Political correctness as "politeness without politeness", the internet as the reality of fiction and the anti-resistance attitude

 

I: ON POLITENESS

 

            Slavoj Zizek often makes a point about how commodities in capitalism are constantly taking the “substance” or “essence” out of themselves: we have beer without alcohol, coffee without caffeine, soda without sugar… But the point about (political) ideology is that it is able to infect precisely the most seemingly “apolitical” aspects of our lives, presenting itself as “objective”, “neutral”, “standard practice”, “universal”, “inevitable”, “obvious”, “apolitical”, “unbiased” and so on (when it is not so).

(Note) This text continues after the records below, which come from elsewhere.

#![cfg(not(feature = "loom"))]

//! Registry-wide assertions. Kept to a single test so nothing else in this
//! process registers concurrently.

use std::collections::HashSet;
use std::ptr;
use std::sync::Arc;
use std::thread;

use rados_aio::config::ClusterConfig;
use rados_aio::dispatch::{self, DispatchOutcome};
use rados_aio::native::sim::{Delivery, SimConfig, SimRados};
use rados_aio::{Channel, CompletionOptions, Rados, RadosError, registry};

#[test]
fn registry_lifecycle() {
    let sim = Arc::new(SimRados::new(SimConfig {
        delivery: Delivery::Manual,
        ..Default::default()
    }));
    let rados = Rados::create(sim.clone(), &ClusterConfig::default()).unwrap();
    let registry = registry::install();

    // 1000 completions from 8 threads, each released right away.
    let handles: Vec<u32> = thread::scope(|s| {
        let workers: Vec<_> = (0..8)
            .map(|_| {
                let rados = &rados;
                s.spawn(move || {
                    (0..125)
                        .map(|_| {
                            let completion =
                                rados.completion(CompletionOptions::both()).unwrap();
                            let handle = completion.handle().unwrap();
                            completion.release();
                            handle.get()
                        })
                        .collect::<Vec<_>>()
                })
            })
            .collect();
        workers
            .into_iter()
            .flat_map(|w| w.join().unwrap())
            .collect()
    });
    assert_eq!(handles.len(), 1000);
    assert!(handles.iter().all(|h| *h != 0));
    assert_eq!(handles.iter().collect::<HashSet<_>>().len(), 1000);
    assert!(registry.is_empty());

    let next = rados.completion(CompletionOptions::durable()).unwrap();
    let next_handle = next.handle().unwrap();
    assert_ne!(next_handle.get(), 0);
    assert!(!handles.contains(&next_handle.get()));
    assert_eq!(registry.len(), 1);
    drop(next);
    assert!(registry.is_empty());

    // A failed native allocation leaves nothing behind.
    sim.fail_next_completion(-libc::EINVAL);
    let err = rados.completion(CompletionOptions::both()).unwrap_err();
    assert!(matches!(err, RadosError::InvalidArgument { .. }));
    assert!(registry.is_empty());

    // Teardown: callbacks are dropped, live completions still unregister
    // from the registry they joined.
    let live = rados.completion(CompletionOptions::both()).unwrap();
    let context = live.handle().unwrap().context();
    let removed = registry::teardown().unwrap();
    assert!(Arc::ptr_eq(&removed, &registry));
    assert!(registry::installed().is_none());

    assert_eq!(
        dispatch::dispatch(Channel::Acknowledged, context),
        DispatchOutcome::NoRegistry
    );
    assert!(!live.is_acknowledged());

    // A reinstalled registry never hands out a handle that is still live in
    // the retired one, so the old completion's late callback cannot reach a
    // new completion.
    let fresh = registry::install();
    assert!(!Arc::ptr_eq(&fresh, &registry));
    let newer: Vec<_> = (0..16)
        .map(|_| rados.completion(CompletionOptions::both()).unwrap())
        .collect();
    for completion in &newer {
        let handle = completion.handle().unwrap();
        assert_ne!(Some(handle), live.handle());
        assert!(fresh.contains(handle));
    }

    unsafe { dispatch::acknowledged_trampoline(ptr::null_mut(), context.into_ptr()) };
    assert!(!live.is_acknowledged());
    assert!(newer.iter().all(|c| !c.is_acknowledged()));

    live.release();
    assert!(registry.is_empty());
    drop(newer);
    assert!(fresh.is_empty());

    // A second teardown/install cycle keeps counting forward.
    let last = rados.completion(CompletionOptions::both()).unwrap();
    let before = last.handle().unwrap();
    registry::teardown();
    let third = registry::install();
    let after = rados.completion(CompletionOptions::both()).unwrap();
    assert!(third.contains(after.handle().unwrap()));
    assert_ne!(after.handle(), Some(before));
}
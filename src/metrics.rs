//! Completion lifecycle and dispatch metrics.

use metriken::{Counter, Gauge, metric};

#[metric(
    name = "completions_created",
    description = "Total number of completions created"
)]
pub static COMPLETIONS_CREATED: Counter = Counter::new();

#[metric(
    name = "completions_released",
    description = "Total number of completions released"
)]
pub static COMPLETIONS_RELEASED: Counter = Counter::new();

#[metric(
    name = "completions_active",
    description = "Number of completions created but not yet released"
)]
pub static COMPLETIONS_ACTIVE: Gauge = Gauge::new();

#[metric(
    name = "completion_create_failures",
    description = "Native completion allocations that failed"
)]
pub static COMPLETION_CREATE_FAILURES: Counter = Counter::new();

#[metric(
    name = "callbacks_delivered",
    description = "Notifications delivered to a live completion"
)]
pub static CALLBACKS_DELIVERED: Counter = Counter::new();

#[metric(
    name = "callbacks_unregistered",
    description = "Notifications dropped because the handle was no longer registered"
)]
pub static CALLBACKS_UNREGISTERED: Counter = Counter::new();

#[metric(
    name = "callbacks_duplicate",
    description = "Notifications dropped because the channel had already fired"
)]
pub static CALLBACKS_DUPLICATE: Counter = Counter::new();

#[metric(
    name = "handler_panics",
    description = "Completion handlers that panicked on a native thread"
)]
pub static HANDLER_PANICS: Counter = Counter::new();
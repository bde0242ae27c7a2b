//! Binding configuration.

use std::collections::BTreeMap;
use std::path::{Path, PathBuf};
use std::str::FromStr;

use serde::Deserialize;

use crate::error::{RadosError, Result};
use crate::native::sim::SimConfig;

/// Top-level configuration.
#[derive(Debug, Clone, Default, Deserialize)]
#[serde(deny_unknown_fields)]
pub struct Config {
    /// Cluster session settings.
    #[serde(default)]
    pub cluster: ClusterConfig,

    /// Logging settings.
    #[serde(default)]
    pub logging: LoggingConfig,

    /// Simulated backend settings.
    #[serde(default)]
    pub sim: SimConfig,
}

impl Config {
    /// Load configuration from a TOML file.
    pub fn load(path: &Path) -> Result<Self> {
        let content = std::fs::read_to_string(path)?;
        content.parse()
    }
}

impl FromStr for Config {
    type Err = RadosError;

    fn from_str(s: &str) -> Result<Self> {
        Ok(toml::from_str(s)?)
    }
}

/// Cluster handle settings.
#[derive(Debug, Clone, Deserialize)]
#[serde(deny_unknown_fields)]
pub struct ClusterConfig {
    /// Cluster name, normally "ceph".
    #[serde(default = "ClusterConfig::default_name")]
    pub name: String,

    /// Fully qualified client name.
    #[serde(default = "ClusterConfig::default_user")]
    pub user: String,

    /// Flags passed to cluster handle creation.
    #[serde(default)]
    pub flags: u64,

    /// ceph.conf-style file applied before `options`.
    #[serde(default)]
    pub config_file: Option<PathBuf>,

    /// Individual configuration options.
    #[serde(default)]
    pub options: BTreeMap<String, String>,
}

impl Default for ClusterConfig {
    fn default() -> Self {
        Self {
            name: Self::default_name(),
            user: Self::default_user(),
            flags: 0,
            config_file: None,
            options: BTreeMap::new(),
        }
    }
}

impl ClusterConfig {
    fn default_name() -> String {
        "ceph".to_string()
    }

    fn default_user() -> String {
        "client.admin".to_string()
    }
}

/// Log output format.
#[derive(Debug, Clone, Copy, Default, PartialEq, Eq, Deserialize)]
#[serde(rename_all = "lowercase")]
pub enum LogFormat {
    #[default]
    Pretty,
    Compact,
    Json,
}

/// Logging configuration.
#[derive(Debug, Clone, Deserialize)]
#[serde(deny_unknown_fields)]
pub struct LoggingConfig {
    /// Filter directive used when RUST_LOG is unset.
    #[serde(default = "LoggingConfig::default_level")]
    pub level: String,

    #[serde(default)]
    pub format: LogFormat,

    #[serde(default = "LoggingConfig::default_true")]
    pub timestamps: bool,

    /// Include the event target (module path).
    #[serde(default = "LoggingConfig::default_true")]
    pub target: bool,

    #[serde(default)]
    pub thread_names: bool,
}

impl Default for LoggingConfig {
    fn default() -> Self {
        Self {
            level: Self::default_level(),
            format: LogFormat::default(),
            timestamps: true,
            target: true,
            thread_names: false,
        }
    }
}

impl LoggingConfig {
    fn default_level() -> String {
        "info".to_string()
    }

    fn default_true() -> bool {
        true
    }
}
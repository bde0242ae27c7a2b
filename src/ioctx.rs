//! Pool I/O contexts.
//!
//! Asynchronous submissions take a [`Completion`] from the same session and
//! return as soon as the operation is queued; its outcome arrives through the
//! completion. `read` and `stat` are synchronous.

use std::ffi::CStr;

use tracing::trace;

use crate::cluster::{Rados, to_cstring};
use crate::completion::Completion;
use crate::error::{RadosError, Result, check};
use crate::native::{NativeAio, NativeCompletion, NativeIoCtx, ObjectStat};

/// An open pool. Destroyed on drop.
pub struct IoCtx<'r> {
    rados: &'r Rados,
    pool: String,
    native: NativeIoCtx,
}

impl<'r> IoCtx<'r> {
    pub(crate) fn new(rados: &'r Rados, pool: &str, native: NativeIoCtx) -> Self {
        Self {
            rados,
            pool: pool.to_string(),
            native,
        }
    }

    pub fn pool_name(&self) -> &str {
        &self.pool
    }

    /// Write `data` at `offset` in `oid`.
    pub fn aio_write(
        &self,
        oid: &str,
        completion: &Completion,
        data: &[u8],
        offset: u64,
    ) -> Result<()> {
        self.submit(oid, completion, "Failed AIO write", |backend, ioctx, oid, c| {
            backend.aio_write(ioctx, oid, c, data, offset)
        })
    }

    /// Replace the contents of `oid` with `data`.
    pub fn aio_write_full(&self, oid: &str, completion: &Completion, data: &[u8]) -> Result<()> {
        self.submit(oid, completion, "Failed AIO write full", |backend, ioctx, oid, c| {
            backend.aio_write_full(ioctx, oid, c, data)
        })
    }

    pub fn aio_append(&self, oid: &str, completion: &Completion, data: &[u8]) -> Result<()> {
        self.submit(oid, completion, "Failed AIO append", |backend, ioctx, oid, c| {
            backend.aio_append(ioctx, oid, c, data)
        })
    }

    /// Delete `oid`. A missing object is reported by the completion's
    /// return value, not here.
    pub fn aio_remove(&self, oid: &str, completion: &Completion) -> Result<()> {
        self.submit(oid, completion, "Failed AIO remove", |backend, ioctx, oid, c| {
            backend.aio_remove(ioctx, oid, c)
        })
    }

    /// Read up to `len` bytes of `oid` starting at `offset`.
    pub fn read(&self, oid: &str, len: usize, offset: u64) -> Result<Vec<u8>> {
        let context = format!("Failed to read object {oid}");
        let name = to_cstring(oid, &context)?;
        let mut buf = vec![0u8; len];
        let n = check(
            self.backend().read(self.native, &name, &mut buf, offset),
            &context,
        )?;
        buf.truncate(n as usize);
        Ok(buf)
    }

    pub fn stat(&self, oid: &str) -> Result<ObjectStat> {
        let context = format!("Failed performing stat on object {oid}");
        let name = to_cstring(oid, &context)?;
        self.backend()
            .stat(self.native, &name)
            .map_err(|code| RadosError::from_code(code, &context))
    }

    fn backend(&self) -> &dyn NativeAio {
        self.rados.backend().as_ref()
    }

    fn submit(
        &self,
        oid: &str,
        completion: &Completion,
        what: &str,
        op: impl FnOnce(&dyn NativeAio, NativeIoCtx, &CStr, NativeCompletion) -> i32,
    ) -> Result<()> {
        let context = format!("{what} of object {oid}");
        let name = to_cstring(oid, &context)?;
        if !completion.same_backend(self.rados.backend()) {
            return Err(RadosError::from_code(
                -libc::EINVAL,
                &format!("{context}: completion belongs to another session"),
            ));
        }

        let rc = completion.with_native(|backend, native| op(backend, self.native, &name, native))?;
        check(rc, &context)?;
        trace!(pool = %self.pool, oid, handle = ?completion.handle(), "{what} submitted");
        Ok(())
    }
}

impl Drop for IoCtx<'_> {
    fn drop(&mut self) {
        self.backend().ioctx_destroy(self.native);
    }
}
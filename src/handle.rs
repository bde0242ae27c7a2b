//! Completion handles and the callback context that carries them.
//!
//! A [`Handle`] names a live completion in the registry. It reaches the
//! native library as a [`CallbackContext`]: a plain word-sized integer that
//! occupies the `void *` callback argument slot. The context is produced
//! with a provenance-free cast and is never dereferenced on either side.

use std::ffi::c_void;
use std::fmt;
use std::num::NonZeroU32;

// Handles must round-trip through the word-sized context.
const _: () = assert!(usize::BITS >= u32::BITS);

/// Process-unique token for a live, registered completion. Never zero.
#[derive(Debug, Clone, Copy, PartialEq, Eq, Hash, PartialOrd, Ord)]
pub struct Handle(NonZeroU32);

impl Handle {
    /// Raw value reserved for "no callback requested".
    pub const SENTINEL: u32 = 0;

    /// Largest handle value before the counter wraps back to 1.
    pub const MAX: u32 = u32::MAX;

    /// The first handle a fresh registry issues.
    pub const FIRST: Handle = Handle(NonZeroU32::MIN);

    /// Returns `None` for the sentinel.
    pub fn new(raw: u32) -> Option<Self> {
        NonZeroU32::new(raw).map(Self)
    }

    pub fn get(self) -> u32 {
        self.0.get()
    }

    /// The context value handed to the native layer for this handle.
    pub fn context(self) -> CallbackContext {
        CallbackContext(self.get() as usize)
    }
}

impl fmt::Display for Handle {
    fn fmt(&self, f: &mut fmt::Formatter<'_>) -> fmt::Result {
        write!(f, "{}", self.0)
    }
}

/// Opaque callback argument as seen by the native library.
#[derive(Debug, Clone, Copy, PartialEq, Eq, Hash)]
pub struct CallbackContext(usize);

impl CallbackContext {
    /// Context for completions that requested no callbacks.
    pub const NONE: CallbackContext = CallbackContext(0);

    pub fn from_raw_value(raw: usize) -> Self {
        Self(raw)
    }

    pub fn raw_value(self) -> usize {
        self.0
    }

    /// Decode the handle. `None` for the sentinel or for values that never
    /// came from a handle.
    pub fn handle(self) -> Option<Handle> {
        u32::try_from(self.0).ok().and_then(Handle::new)
    }

    /// Encode for the `void *` argument slot.
    pub fn into_ptr(self) -> *mut c_void {
        std::ptr::without_provenance_mut(self.0)
    }

    /// Decode from the `void *` argument the native library passed back.
    pub fn from_ptr(ptr: *mut c_void) -> Self {
        Self(ptr.addr())
    }
}
//! Notification extension points.
//!
//! Handlers run on a thread owned by the native library. Keep them short;
//! [`ForwardingHandler`] moves the notification onto a caller-owned thread
//! through a channel.

use std::fmt;

use crate::handle::Handle;

/// The two independent notification channels of a completion.
#[derive(Debug, Clone, Copy, PartialEq, Eq, Hash)]
pub enum Channel {
    /// In memory on all replicas ("complete" in librados terms).
    Acknowledged,
    /// On stable storage on all replicas ("safe" in librados terms).
    Durable,
}

impl fmt::Display for Channel {
    fn fmt(&self, f: &mut fmt::Formatter<'_>) -> fmt::Result {
        match self {
            Channel::Acknowledged => write!(f, "acknowledged"),
            Channel::Durable => write!(f, "durable"),
        }
    }
}

/// Callbacks invoked at most once per channel for a completion.
///
/// There is no ordering between the two channels: durable may arrive before
/// acknowledged. The completion's flag is already set when the method runs.
/// A panic inside a handler is caught and logged; it never reaches the
/// native library.
pub trait CompletionHandler: Send + Sync + 'static {
    fn on_acknowledged(&self, handle: Handle) {
        let _ = handle;
    }

    fn on_durable(&self, handle: Handle) {
        let _ = handle;
    }
}

/// Handler that ignores both notifications.
#[derive(Debug, Default, Clone, Copy)]
pub struct NoopHandler;

impl CompletionHandler for NoopHandler {}

/// A notification forwarded off the native thread.
#[derive(Debug, Clone, Copy, PartialEq, Eq)]
pub struct CompletionEvent {
    pub handle: Handle,
    pub channel: Channel,
}

/// Sends every notification over a channel and returns immediately.
pub struct ForwardingHandler {
    tx: crossbeam_channel::Sender<CompletionEvent>,
}

impl ForwardingHandler {
    pub fn new(tx: crossbeam_channel::Sender<CompletionEvent>) -> Self {
        Self { tx }
    }

    /// Creates a handler together with an unbounded receiver.
    pub fn unbounded() -> (Self, crossbeam_channel::Receiver<CompletionEvent>) {
        let (tx, rx) = crossbeam_channel::unbounded();
        (Self { tx }, rx)
    }

    fn forward(&self, handle: Handle, channel: Channel) {
        // A dropped receiver means nobody is listening any more.
        if self.tx.send(CompletionEvent { handle, channel }).is_err() {
            tracing::debug!(%handle, %channel, "completion event receiver dropped");
        }
    }
}

impl CompletionHandler for ForwardingHandler {
    fn on_acknowledged(&self, handle: Handle) {
        self.forward(handle, Channel::Acknowledged);
    }

    fn on_durable(&self, handle: Handle) {
        self.forward(handle, Channel::Durable);
    }
}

Hence the commodification of our daily lives goes way beyond the goods & services market, and we can speak even of a commodification of our very social interactions, relationships and forms of communication: love, sex, friendship, politeness, and other seemingly “apolitical” aspects of our lives become commodities to be bought and sold and thus conform to the very same rules of the market.

            Hence why we can speak of “taking the essence out of the product” even in those before-enumerated social behaviors. In the case of politeness, I believe that the “political correctness” practiced by today’s Western left-liberals is the best example of a sort of “politeness without politeness”.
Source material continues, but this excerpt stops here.